Living in the Great An nam Ecoregion of Vietnam and Laos, where the world's most biodiversity is most pronounced, in 1910, following samples taken near Nha Trang in Vietnam, the silver-backed shrew deer was given a name for the species, the silver-backed shrew deer, which for a long time was not witnessed by humans, and it was once thought that large-scale local trap hunting may have pushed the species to the brink of extinction.

World Wildlife Conservation Society scientist Ann Nguyen and colleagues interviewed local residents to confirm sightings consistent with the description of the silver-backed weasels, trying to locate the species, after which they placed more than 30 traps in the nearby forest based on the information they obtained, and in the next 6 months, the researchers found more than 200 silverback shrews, but their populations are still unknown.

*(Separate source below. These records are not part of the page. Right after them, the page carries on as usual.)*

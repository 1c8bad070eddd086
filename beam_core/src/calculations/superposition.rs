//! Superposition Engine
//!
//! Combines independent single-load responses into one [`ResultSet`] by
//! elementwise addition. Valid because every formula set in this crate is
//! linear elastic: the response to a sum of loads is the sum of the responses.
//!
//! A train is reduced to one point load per axle that is on the beam, then
//! folded. Axle order does not matter and an empty train gives a zero result.

use tracing::trace;

use super::single_load::solve_single;
use crate::beam::BeamModel;
use crate::errors::CalcResult;
use crate::loads::{SingleLoad, TrainLoad};
use crate::results::{ResultSet, StationGrid};

/// Fold the responses of `loads` into one result, starting from zero.
pub fn superpose<I>(model: &BeamModel, grid: &StationGrid, loads: I) -> CalcResult<ResultSet>
where
    I: IntoIterator<Item = SingleLoad>,
{
    loads
        .into_iter()
        .try_fold(ResultSet::zeros(grid, &model.support_positions()), |acc, load| {
            let response = solve_single(model, &load, grid)?;
            acc.superpose(&response)
        })
}

/// Solve a multi-axle train load.
pub fn solve_train(model: &BeamModel, train: &TrainLoad, grid: &StationGrid) -> CalcResult<ResultSet> {
    train.validate()?;

    let on_beam = train.axle_loads(model.length_m);
    let skipped = train.axles.len() - on_beam.len();
    if skipped > 0 {
        trace!(
            skipped,
            position = train.position,
            "axles off the beam contribute nothing"
        );
    }

    superpose(model, grid, on_beam.into_iter().map(SingleLoad::Point))
}


#[cfg(test)]
mod proptests {
    use super::*;
    use crate::beam::{BeamConfig, SupportCondition};
    use crate::loads::Axle;
    use proptest::prelude::*;

    proptest! {
        #[test]
        fn axle_order_is_irrelevant(
            axles in prop::collection::vec((0.0_f64..200.0, 0.0_f64..8.0), 0..5),
            position in 0.0_f64..=1.0,
            fixed in any::<bool>(),
        ) {
            let support = if fixed { SupportCondition::FixedFixed } else { SupportCondition::SimplySupported };
            let model = BeamConfig::new(12.0, support, 200.0, 80_000.0).model().unwrap();
            let grid = StationGrid::new(model.length_m, 60).unwrap();

            let forward = TrainLoad::new(
                axles.iter().map(|&(m, o)| Axle::new(m, o)).collect(),
                position,
            );
            let mut reversed = forward.clone();
            reversed.axles.reverse();

            let a = solve_train(&model, &forward, &grid).unwrap();
            let b = solve_train(&model, &reversed, &grid).unwrap();
            let scale = forward.gross_load_kn().max(1.0) * 12.0;
            for (x, y) in a.bending_moment.iter().zip(&b.bending_moment) {
                prop_assert!((x - y).abs() <= 1e-9 * scale);
            }
            prop_assert!((a.total_reaction_kn() - b.total_reaction_kn()).abs() <= 1e-9 * scale);
        }

        #[test]
        fn train_equals_sum_of_axle_solves(
            m1 in 0.0_f64..150.0,
            m2 in 0.0_f64..150.0,
            spacing in 0.5_f64..4.0,
            position in 0.0_f64..0.5,
        ) {
            let model = BeamConfig::default().model().unwrap();
            let grid = StationGrid::new(model.length_m, 100).unwrap();
            let train = TrainLoad::new(vec![Axle::new(m1, 0.0), Axle::new(m2, spacing)], position);

            let combined = solve_train(&model, &train, &grid).unwrap();
            let separate: Vec<ResultSet> = train
                .axle_loads(model.length_m)
                .into_iter()
                .map(|p| solve_single(&model, &SingleLoad::Point(p), &grid).unwrap())
                .collect();

            for i in 0..combined.len() {
                let expected: f64 = separate.iter().map(|r| r.bending_moment[i]).sum();
                prop_assert!((combined.bending_moment[i] - expected).abs() <= 1e-9 * expected.abs().max(1.0));
            }
        }
    }
}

Although scientifically, the species is seen as "rediscovered" after disappearing, the local population does not believe that they have ever been extinct, and scientists believe that more intensive investigations and closer communication with the local population are needed to determine the population size of the species and ensure that the species can be more protected.

The species, which has been gone for 30 years, has been rediscovered and is the smallest ungulate on Earth

Strictly speaking, extinct species refers to species that have not been identified in the wild in the past 50 years, and the silverback shrew deer has disappeared in the past 30 years and is now reappearing, probably because the researchers' search scope has expanded, and there is also a good signal that the population is slowly recovering, and scientists have found that the silverback shrew deer does not mean that it is farther from extinction, after all, the population is the key, and when its existing number is not enough to maintain the population development, the wild extinction is still its fate, The best way to do this today is to preserve its population DNA and protect its habitat.

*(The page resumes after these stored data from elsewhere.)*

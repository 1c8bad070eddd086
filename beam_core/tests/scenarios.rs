//! End-to-end checks of the public API against hand-calculated beam cases.

use std::time::Duration;

use approx::{assert_abs_diff_eq, assert_relative_eq};

use beam_core::calculations::{envelope, influence_line, solve, solve_with};
use beam_core::{
    ApproximationNotice, AnalysisRequest, Axle, BeamConfig, LoadCase, SolveOptions,
    SupportCondition, SweepController, SweepState,
};

fn reference_beam() -> BeamConfig {
    BeamConfig::simply_supported(10.0, 200.0, 100_000.0)
}

#[test]
fn simply_supported_midspan_point_load() {
    let result = solve(&reference_beam(), &LoadCase::point(100.0, 0.5)).unwrap();

    assert_relative_eq!(result.reactions[0].force_kn, 50.0, epsilon = 1e-9);
    assert_relative_eq!(result.reactions[1].force_kn, 50.0, epsilon = 1e-9);
    assert_abs_diff_eq!(result.bending_moment[0], 0.0, epsilon = 1e-12);
    assert_abs_diff_eq!(result.bending_moment[100], 0.0, epsilon = 1e-12);

    let (x, m) = result.max_abs_moment();
    assert_relative_eq!(x, 5.0, epsilon = 1e-9);
    assert_relative_eq!(m, 250.0, epsilon = 1e-9);

    // EI = 2e8 N·m² → δ = PL³/(48EI) = 10.4167 mm
    assert_relative_eq!(result.deflection[50], 10.416_666_666_666_666, max_relative = 1e-9);
    assert!(result.notices.is_empty());
}

#[test]
fn full_span_udl_deflection_is_exact() {
    let beam = reference_beam();
    let result = solve(&beam, &LoadCase::distributed(20.0, 10.0, 0.5)).unwrap();

    // 5wL⁴/(384EI) with EI = 2e5 kN·m², in mm
    let expected_mm = 5.0 * 20.0 * 10_000.0 / (384.0 * 2.0e5) * 1000.0;
    assert_relative_eq!(result.deflection[50], expected_mm, max_relative = 1e-9);
    assert_relative_eq!(result.bending_moment[50], 250.0, max_relative = 1e-12);
    assert!(result.notices.is_empty());
}

#[test]
fn statics_closure_for_every_support() {
    let supports = [
        SupportCondition::SimplySupported,
        SupportCondition::Cantilever,
        SupportCondition::FixedFixed,
        SupportCondition::FixedPinned,
        SupportCondition::MultiSpan { segments: 4 },
    ];
    let loads = [
        LoadCase::point(75.0, 0.0),
        LoadCase::point(75.0, 0.37),
        LoadCase::point(75.0, 1.0),
        LoadCase::distributed(12.0, 3.0, 0.2),
        LoadCase::distributed(12.0, 10.0, 0.5),
    ];

    for support in supports {
        let beam = BeamConfig::new(10.0, support, 200.0, 100_000.0);
        for load in &loads {
            let result = solve(&beam, load).unwrap();
            assert_relative_eq!(
                result.total_reaction_kn(),
                load.total_load_kn(beam.length_m),
                max_relative = 1e-9
            );
        }
    }
}

#[test]
fn boundary_conditions_hold() {
    let load = LoadCase::point(40.0, 0.35);

    let ss = solve(&reference_beam(), &load).unwrap();
    assert_abs_diff_eq!(ss.bending_moment[0], 0.0, epsilon = 1e-12);
    assert_abs_diff_eq!(ss.bending_moment[100], 0.0, epsilon = 1e-9);

    let fp = solve(&BeamConfig::fixed_pinned(10.0, 200.0, 100_000.0), &load).unwrap();
    assert_eq!(fp.bending_moment[100], 0.0);

    let cantilever = solve(&BeamConfig::cantilever(10.0, 200.0, 100_000.0), &load).unwrap();
    for i in 36..=100 {
        assert_eq!(cantilever.bending_moment[i], 0.0);
        assert_eq!(cantilever.shear_force[i], 0.0);
    }

    let ff = solve(&BeamConfig::fixed_fixed(10.0, 200.0, 100_000.0), &load).unwrap();
    assert_abs_diff_eq!(ff.deflection[0], 0.0, epsilon = 1e-12);
    assert_abs_diff_eq!(ff.deflection[100], 0.0, epsilon = 1e-12);
}

#[test]
fn train_is_sum_of_its_axles() {
    let beam = BeamConfig::fixed_pinned(15.0, 30.0, 2_000_000.0);
    let train = LoadCase::train(vec![Axle::new(110.0, 0.0), Axle::new(90.0, 3.0)], 0.4);

    let combined = solve(&beam, &train).unwrap();
    let first = solve(&beam, &LoadCase::point(110.0, 0.4)).unwrap();
    let second = solve(&beam, &LoadCase::point(90.0, 9.0 / 15.0)).unwrap();

    for i in 0..combined.len() {
        assert_relative_eq!(
            combined.bending_moment[i],
            first.bending_moment[i] + second.bending_moment[i],
            epsilon = 1e-9,
            max_relative = 1e-9
        );
        assert_relative_eq!(
            combined.deflection[i],
            first.deflection[i] + second.deflection[i],
            epsilon = 1e-9,
            max_relative = 1e-9
        );
    }
}

#[test]
fn influence_line_shape() {
    let line = influence_line(&reference_beam(), 0.4).unwrap();

    assert_eq!(line.ordinates.len(), 101);
    assert_abs_diff_eq!(line.ordinates[0], 0.0);
    assert_abs_diff_eq!(line.ordinates[100], 0.0);
    assert_relative_eq!(line.ordinates[40], 2.4, max_relative = 1e-9);

    // Piecewise linear: constant slope on each side of c
    let slope_left = line.ordinates[10] - line.ordinates[9];
    let slope_right = line.ordinates[80] - line.ordinates[79];
    for i in 1..40 {
        assert_relative_eq!(line.ordinates[i] - line.ordinates[i - 1], slope_left, max_relative = 1e-6);
    }
    for i in 41..=100 {
        assert_relative_eq!(line.ordinates[i] - line.ordinates[i - 1], slope_right, max_relative = 1e-6);
    }
}

#[test]
fn envelope_monotonic_in_steps() {
    let beam = BeamConfig::fixed_fixed(20.0, 200.0, 300_000.0);
    let load = LoadCase::train(vec![Axle::new(120.0, 0.0), Axle::new(120.0, 1.2)], 0.0);

    let coarse = envelope(&beam, &load, 10).unwrap();
    let fine = envelope(&beam, &load, 100).unwrap();

    for i in 0..coarse.stations.len() {
        assert!(fine.max_bending_moment[i] >= coarse.max_bending_moment[i], "M at {}", i);
        assert!(fine.max_shear_force[i] >= coarse.max_shear_force[i], "V at {}", i);
    }
}

#[test]
fn multi_span_results_are_flagged() {
    let beam = BeamConfig::multi_span(30.0, 3, 200.0, 100_000.0);
    let result = solve(&beam, &LoadCase::point(50.0, 0.5)).unwrap();
    assert!(result.is_approximate());
    assert!(result
        .notices
        .contains(&ApproximationNotice::IsolatedSpan { segments: 3 }));

    let line = influence_line(&beam, 0.5).unwrap();
    assert!(line.notice.is_some());
}

#[test]
fn sweep_cancelled_at_thirty_percent() {
    let mut sweep = SweepController::new(
        &reference_beam(),
        LoadCase::point(100.0, 0.0),
        Duration::from_secs(10),
    )
    .unwrap();
    let handle = sweep.cancel_handle();

    let mut published = Vec::new();
    for tenth in 0..=10 {
        let elapsed = Duration::from_secs(tenth);
        if let Some(frame) = sweep.tick(elapsed).unwrap() {
            published.push(frame.progress);
        }
        if tenth == 3 {
            handle.cancel();
        }
    }

    assert_eq!(sweep.state(), SweepState::Cancelled);
    assert_eq!(published.len(), 4);
    let last = sweep.last_frame().unwrap();
    assert!(last.progress <= 0.3);
    assert_relative_eq!(last.position, 0.3);
}

#[test]
fn request_runs_end_to_end() {
    let json = r#"{
        "version": "0.1.0",
        "beam": {
            "length_m": 10.0,
            "support": { "type": "simply_supported" },
            "elastic_modulus_gpa": 200.0,
            "moment_of_inertia_cm4": 100000.0
        },
        "load": { "type": "train", "axles": [
            { "magnitude_kn": 50.0, "offset_m": 0.0 },
            { "magnitude_kn": 50.0, "offset_m": 2.0 }
        ], "position": 0.4 },
        "options": { "divisions": 50, "include_envelope": true, "envelope_steps": 20, "observation_position": 0.5 }
    }"#;
    let request: AnalysisRequest = serde_json::from_str(json).unwrap();
    let report = request.run().unwrap();

    assert_eq!(report.results.len(), 51);
    assert_relative_eq!(report.results.total_reaction_kn(), 100.0, max_relative = 1e-12);
    assert!(report.results.envelope.is_some());
    assert_eq!(report.results.influence_line.as_ref().map(Vec::len), Some(51));

    let options = SolveOptions { divisions: 50 };
    let direct = solve_with(&request.beam, &request.load, &options).unwrap();
    assert_eq!(direct.bending_moment, report.results.bending_moment);
}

The silver-backed shrew deer is a subspecies of the weasel deer, there are 38 subspecies of the shrew deer, about the same size as the hare, weighing 125-210g, 42-60 cm long, shoulder height of more than 20 cm, is the smallest ungulate after the members of the ungulate rabbit order, and is also the smallest of the shrew deer family. The face is pointed and long, both male and female have no horns, and the male has developed fangs. It is mainly distributed in the Indochina Peninsula in Asia and the islands of Java and Sumatra in Indonesia.

The species, which has been gone for 30 years, has been rediscovered and is the smallest ungulate on Earth

The weasel is a rare species between the camel family and the deer family, and is the smallest ungulate on Earth, with the shape of a pocket version of the red deer. Because it maintains many of the original characteristics of deer, it has high scientific research value. They are also one of the oldest and most primitive species of existing ruminant ungulates. A small number of wild populations of shrew deer are distributed in the Xishuangbanna area of Yunnan, China, and the current population in China is only about 1300, which is a national first-class protected animal.

Let's protect these rare wildlife and maintain the diversity of species.